Input:
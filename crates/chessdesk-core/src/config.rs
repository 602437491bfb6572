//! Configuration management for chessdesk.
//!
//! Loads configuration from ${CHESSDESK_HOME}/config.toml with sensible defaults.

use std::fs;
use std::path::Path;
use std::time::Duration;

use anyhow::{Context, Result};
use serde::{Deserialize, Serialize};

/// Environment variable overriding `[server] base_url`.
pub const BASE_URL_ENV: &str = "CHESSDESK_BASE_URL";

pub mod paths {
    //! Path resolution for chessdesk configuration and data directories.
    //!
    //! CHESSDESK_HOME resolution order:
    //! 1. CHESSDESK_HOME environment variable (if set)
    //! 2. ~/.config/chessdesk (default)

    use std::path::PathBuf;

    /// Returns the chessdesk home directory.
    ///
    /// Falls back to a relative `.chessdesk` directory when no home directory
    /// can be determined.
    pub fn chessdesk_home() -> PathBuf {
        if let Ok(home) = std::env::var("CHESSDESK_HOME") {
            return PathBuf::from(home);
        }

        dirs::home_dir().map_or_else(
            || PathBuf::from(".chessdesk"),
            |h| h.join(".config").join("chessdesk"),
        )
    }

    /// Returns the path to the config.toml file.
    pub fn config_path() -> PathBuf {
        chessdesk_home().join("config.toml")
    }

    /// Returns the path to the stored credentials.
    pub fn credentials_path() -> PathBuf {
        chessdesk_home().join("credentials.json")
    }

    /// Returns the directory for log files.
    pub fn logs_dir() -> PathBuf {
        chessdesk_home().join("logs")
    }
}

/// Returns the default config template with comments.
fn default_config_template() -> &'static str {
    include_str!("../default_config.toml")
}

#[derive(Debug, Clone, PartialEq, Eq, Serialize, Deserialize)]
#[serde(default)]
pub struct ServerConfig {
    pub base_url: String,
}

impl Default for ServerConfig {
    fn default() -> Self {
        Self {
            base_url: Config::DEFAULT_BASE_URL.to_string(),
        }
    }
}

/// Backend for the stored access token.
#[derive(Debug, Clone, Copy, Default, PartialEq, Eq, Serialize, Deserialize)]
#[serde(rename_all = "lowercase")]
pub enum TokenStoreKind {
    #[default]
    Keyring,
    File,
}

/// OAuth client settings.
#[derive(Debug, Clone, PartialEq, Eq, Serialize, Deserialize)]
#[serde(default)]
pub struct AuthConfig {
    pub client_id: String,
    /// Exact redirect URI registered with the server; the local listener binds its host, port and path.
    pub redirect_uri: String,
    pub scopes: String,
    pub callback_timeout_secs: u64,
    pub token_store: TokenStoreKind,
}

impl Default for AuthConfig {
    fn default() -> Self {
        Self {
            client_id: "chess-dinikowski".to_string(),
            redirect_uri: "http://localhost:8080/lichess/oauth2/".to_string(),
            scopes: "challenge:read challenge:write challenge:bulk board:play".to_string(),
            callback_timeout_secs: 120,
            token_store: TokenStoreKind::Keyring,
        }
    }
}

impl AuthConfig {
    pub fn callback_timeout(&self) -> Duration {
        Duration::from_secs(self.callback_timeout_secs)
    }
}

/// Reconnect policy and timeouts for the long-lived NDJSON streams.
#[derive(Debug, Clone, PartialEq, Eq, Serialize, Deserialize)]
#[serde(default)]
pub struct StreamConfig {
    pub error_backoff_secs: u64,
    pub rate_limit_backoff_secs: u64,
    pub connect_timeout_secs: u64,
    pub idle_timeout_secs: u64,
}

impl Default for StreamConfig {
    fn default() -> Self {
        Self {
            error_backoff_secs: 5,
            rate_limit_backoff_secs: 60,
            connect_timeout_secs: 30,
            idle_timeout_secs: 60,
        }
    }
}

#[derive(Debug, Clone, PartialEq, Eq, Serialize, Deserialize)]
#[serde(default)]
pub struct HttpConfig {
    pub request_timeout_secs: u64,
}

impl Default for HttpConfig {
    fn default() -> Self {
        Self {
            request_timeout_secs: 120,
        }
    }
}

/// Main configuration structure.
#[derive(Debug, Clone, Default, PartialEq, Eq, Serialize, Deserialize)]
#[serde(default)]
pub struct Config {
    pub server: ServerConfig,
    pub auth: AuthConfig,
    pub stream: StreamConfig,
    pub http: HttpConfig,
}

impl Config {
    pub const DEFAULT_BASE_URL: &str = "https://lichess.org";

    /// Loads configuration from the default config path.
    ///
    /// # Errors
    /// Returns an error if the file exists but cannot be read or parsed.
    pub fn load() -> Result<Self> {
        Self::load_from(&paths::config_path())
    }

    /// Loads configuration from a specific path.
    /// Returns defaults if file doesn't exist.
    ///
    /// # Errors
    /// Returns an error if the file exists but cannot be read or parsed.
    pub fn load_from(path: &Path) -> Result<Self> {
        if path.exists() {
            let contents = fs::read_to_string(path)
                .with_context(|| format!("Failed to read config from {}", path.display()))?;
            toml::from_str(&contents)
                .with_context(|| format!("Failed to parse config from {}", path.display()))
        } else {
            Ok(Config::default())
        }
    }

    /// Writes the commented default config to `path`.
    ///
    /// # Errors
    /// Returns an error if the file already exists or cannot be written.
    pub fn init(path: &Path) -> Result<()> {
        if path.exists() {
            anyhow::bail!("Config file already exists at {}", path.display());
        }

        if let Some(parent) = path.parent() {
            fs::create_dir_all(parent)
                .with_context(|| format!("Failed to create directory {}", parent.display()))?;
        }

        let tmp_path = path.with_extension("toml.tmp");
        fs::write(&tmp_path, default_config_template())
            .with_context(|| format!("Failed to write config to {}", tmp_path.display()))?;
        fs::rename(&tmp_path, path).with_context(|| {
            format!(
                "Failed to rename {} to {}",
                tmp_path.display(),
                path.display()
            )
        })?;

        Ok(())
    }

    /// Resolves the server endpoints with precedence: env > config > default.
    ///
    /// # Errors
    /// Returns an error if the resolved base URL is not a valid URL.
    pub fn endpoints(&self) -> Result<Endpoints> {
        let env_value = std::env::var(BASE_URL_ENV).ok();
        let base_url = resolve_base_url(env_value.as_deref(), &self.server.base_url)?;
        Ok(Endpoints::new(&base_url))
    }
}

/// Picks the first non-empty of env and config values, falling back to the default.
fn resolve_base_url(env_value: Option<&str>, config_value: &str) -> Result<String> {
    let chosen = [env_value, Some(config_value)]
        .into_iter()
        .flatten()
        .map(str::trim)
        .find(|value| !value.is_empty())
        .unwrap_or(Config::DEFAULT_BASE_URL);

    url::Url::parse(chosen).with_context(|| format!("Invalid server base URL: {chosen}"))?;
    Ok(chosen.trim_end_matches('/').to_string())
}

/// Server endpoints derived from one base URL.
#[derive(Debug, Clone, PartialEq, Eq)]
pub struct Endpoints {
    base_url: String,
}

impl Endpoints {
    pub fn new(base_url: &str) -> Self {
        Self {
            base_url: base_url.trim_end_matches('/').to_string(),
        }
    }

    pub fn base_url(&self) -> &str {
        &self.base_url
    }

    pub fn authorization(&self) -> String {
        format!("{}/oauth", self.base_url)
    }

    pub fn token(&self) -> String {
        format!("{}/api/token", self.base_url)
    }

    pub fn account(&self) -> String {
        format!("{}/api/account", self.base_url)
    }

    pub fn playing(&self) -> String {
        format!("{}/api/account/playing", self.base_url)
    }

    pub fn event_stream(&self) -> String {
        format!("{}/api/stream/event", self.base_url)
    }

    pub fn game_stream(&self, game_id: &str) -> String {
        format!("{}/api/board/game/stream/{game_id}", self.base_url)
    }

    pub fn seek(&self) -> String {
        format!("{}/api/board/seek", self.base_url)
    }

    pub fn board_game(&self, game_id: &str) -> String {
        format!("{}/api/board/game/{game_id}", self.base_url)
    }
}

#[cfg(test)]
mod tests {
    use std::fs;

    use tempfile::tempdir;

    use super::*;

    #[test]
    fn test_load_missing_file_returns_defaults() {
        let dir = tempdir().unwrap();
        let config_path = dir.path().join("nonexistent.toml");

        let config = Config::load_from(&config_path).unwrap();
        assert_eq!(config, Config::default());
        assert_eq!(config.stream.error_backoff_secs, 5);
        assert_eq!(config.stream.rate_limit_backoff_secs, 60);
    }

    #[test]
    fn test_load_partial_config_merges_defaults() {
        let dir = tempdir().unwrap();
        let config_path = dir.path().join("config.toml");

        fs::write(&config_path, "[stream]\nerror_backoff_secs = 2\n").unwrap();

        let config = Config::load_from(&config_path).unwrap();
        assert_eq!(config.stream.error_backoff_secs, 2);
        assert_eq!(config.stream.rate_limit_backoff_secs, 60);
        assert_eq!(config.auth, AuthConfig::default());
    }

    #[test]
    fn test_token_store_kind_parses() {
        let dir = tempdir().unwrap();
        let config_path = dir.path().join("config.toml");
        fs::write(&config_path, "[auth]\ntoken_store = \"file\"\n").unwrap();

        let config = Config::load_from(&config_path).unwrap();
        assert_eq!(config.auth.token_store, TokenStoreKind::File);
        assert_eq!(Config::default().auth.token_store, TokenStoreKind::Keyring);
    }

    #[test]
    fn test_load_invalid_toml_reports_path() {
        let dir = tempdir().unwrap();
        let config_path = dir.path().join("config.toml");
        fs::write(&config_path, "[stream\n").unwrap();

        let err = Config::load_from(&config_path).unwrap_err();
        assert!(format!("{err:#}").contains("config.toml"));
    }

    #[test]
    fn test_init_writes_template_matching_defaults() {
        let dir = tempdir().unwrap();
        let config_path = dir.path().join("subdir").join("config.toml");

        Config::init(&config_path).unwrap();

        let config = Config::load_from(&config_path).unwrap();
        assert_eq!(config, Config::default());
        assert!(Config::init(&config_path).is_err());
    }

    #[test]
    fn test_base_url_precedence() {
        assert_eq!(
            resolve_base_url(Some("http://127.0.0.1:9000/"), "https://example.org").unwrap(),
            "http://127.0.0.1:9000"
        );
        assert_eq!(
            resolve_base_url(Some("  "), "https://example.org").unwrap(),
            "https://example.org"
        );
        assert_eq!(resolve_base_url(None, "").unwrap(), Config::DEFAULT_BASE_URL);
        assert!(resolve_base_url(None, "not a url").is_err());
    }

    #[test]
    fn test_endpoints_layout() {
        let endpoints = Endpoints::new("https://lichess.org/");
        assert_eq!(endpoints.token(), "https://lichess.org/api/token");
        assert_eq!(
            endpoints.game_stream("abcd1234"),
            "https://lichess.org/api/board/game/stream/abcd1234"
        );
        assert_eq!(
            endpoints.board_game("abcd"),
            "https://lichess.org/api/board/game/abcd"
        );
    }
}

Task statement: Repeat exactly the lines of the listing above, from the one with "pub fn event_stream(&self)" down to the one with "pub fn board_game(&self, game_id: &str)"; both of those lines belong in the range.

Problem solution:
    pub fn event_stream(&self) -> String {
        format!("{}/api/stream/event", self.base_url)
    }

    pub fn game_stream(&self, game_id: &str) -> String {
        format!("{}/api/board/game/stream/{game_id}", self.base_url)
    }

    pub fn seek(&self) -> String {
        format!("{}/api/board/seek", self.base_url)
    }

    pub fn board_game(&self, game_id: &str) -> String {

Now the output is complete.